La primerísima prioridad del Gobierno de México, del color que sea, tendría que ser la seguridad. El tema, sin embargo, es que el combate a la criminalidad necesita de un componente esencial, a saber, la justicia o, dicho de otra manera, de que este país se someta irrestrictamente al imperio de la ley.
No tenemos más bienestar ni somos más prósperos ni hemos alcanzado un mayor desarrollo porque carecemos de certezas jurídicas. Contamos con leyes tan buenas como las de cualquier otra nación y en la Carta Magna se consagran fabulosas prerrogativas pero, justamente por no ir acompañadas de los mecanismos que garanticen su implementación en la práctica, esas garantías de ensueño terminan siendo letra muerta.
Con el respeto que pudieren merecer los augustos legisladores que sesionan en nuestro Congreso bicameral, la acción de promulgar magnánimas ordenanzas y generosísimos estatutos no requiere de esfuerzos particularmente colosales: se pueden inscribir en doña Constitución, o en los estatutos secundarios, artículos para asegurar, digamos, que los infantes de los sectores más desfavorecidos consuman proteínas o que cada hogar del territorio patrio tenga una computadora o que los internamientos en las salas de terapia intensiva sean gratuitos de manera universal. De hecho, esos mentados representantes populares se solazan en decretar leyes que no las ha imaginado ni Obama, parafraseando, con perdón, al actual primer mandatario.

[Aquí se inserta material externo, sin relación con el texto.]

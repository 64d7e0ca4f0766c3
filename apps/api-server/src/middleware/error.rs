//! Error handling - maps domain and repository failures onto HTTP responses.

use actix_web::{HttpResponse, ResponseError, http::StatusCode};
use quill_shared::ErrorResponse;
use std::fmt;

/// Application-level error type.
#[derive(Debug)]
pub enum AppError {
    NotFound(String),
    BadRequest(String),
    Conflict(String),
    Internal(String),
    Validation(Vec<String>),
}

impl fmt::Display for AppError {
    fn fmt(&self, f: &mut fmt::Formatter<'_>) -> fmt::Result {
        match self {
            AppError::NotFound(msg) => write!(f, "Not found: {}", msg),
            AppError::BadRequest(msg) => write!(f, "Bad request: {}", msg),
            AppError::Conflict(msg) => write!(f, "Conflict: {}", msg),
            AppError::Internal(msg) => write!(f, "Internal error: {}", msg),
            AppError::Validation(errors) => write!(f, "Validation errors: {:?}", errors),
        }
    }
}

impl ResponseError for AppError {
    fn status_code(&self) -> StatusCode {
        match self {
            AppError::NotFound(_) => StatusCode::NOT_FOUND,
            AppError::BadRequest(_) | AppError::Validation(_) => StatusCode::BAD_REQUEST,
            AppError::Conflict(_) => StatusCode::CONFLICT,
            AppError::Internal(_) => StatusCode::INTERNAL_SERVER_ERROR,
        }
    }

    fn error_response(&self) -> HttpResponse {
        let error = match self {
            AppError::NotFound(message) => ErrorResponse::not_found(message),
            AppError::BadRequest(message) => ErrorResponse::bad_request(message),
            AppError::Conflict(message) => ErrorResponse::conflict(message),
            AppError::Internal(detail) => {
                tracing::error!("Internal error: {}", detail);
                ErrorResponse::internal_error()
            }
            AppError::Validation(errors) => ErrorResponse::bad_request(errors.join(", ")),
        };

        HttpResponse::build(self.status_code()).json(error)
    }
}

// Conversion from domain errors
impl From<quill_core::DomainError> for AppError {
    fn from(err: quill_core::DomainError) -> Self {
        match err {
            quill_core::DomainError::Validation(msg) => AppError::BadRequest(msg),
            quill_core::DomainError::Duplicate(msg) => AppError::Conflict(msg),
        }
    }
}

impl From<quill_core::RepoError> for AppError {
    fn from(err: quill_core::RepoError) -> Self {
        match err {
            quill_core::RepoError::Constraint(msg) => AppError::Conflict(msg),
            // Logged once when the response is built; the body stays generic.
            quill_core::RepoError::Connection(msg) => {
                AppError::Internal(format!("Database connection error: {}", msg))
            }
            quill_core::RepoError::Query(msg) => {
                AppError::Internal(format!("Database query error: {}", msg))
            }
        }
    }
}

/// Result type alias for handlers.
pub type AppResult<T> = Result<T, AppError>;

Ya en nuestro mundo real –es decir, en las calles y las agencias del Ministerio Público y las clínicas del IMSS y las carreteras y tantos otros espacios— el panorama es totalmente diferente. Nuestros prohombres del Legislativo rentabilizan, sobre todo, la palabrería. Pero, qué caray, alguien tiene que ocuparse de llevar directamente la cosa pública. El gran problema, justamente, es que los otros, los encargados de resolver cuestiones concretas e implementar acciones carecen de los tamaños requeridos: fracasan, entonces, en el apartado de la buena gobernanza.
Desafortunadamente, el ciudadano de a pie es quien paga las consecuencias. Hay leyes, sí. Pero no hay justicia. Y sin justicia, como lo ha dicho incontables veces este escribidor, nunca habrá seguridad. Hoy, ¿cuántos jóvenes serán masacrados y cuántas personas desaparecerán?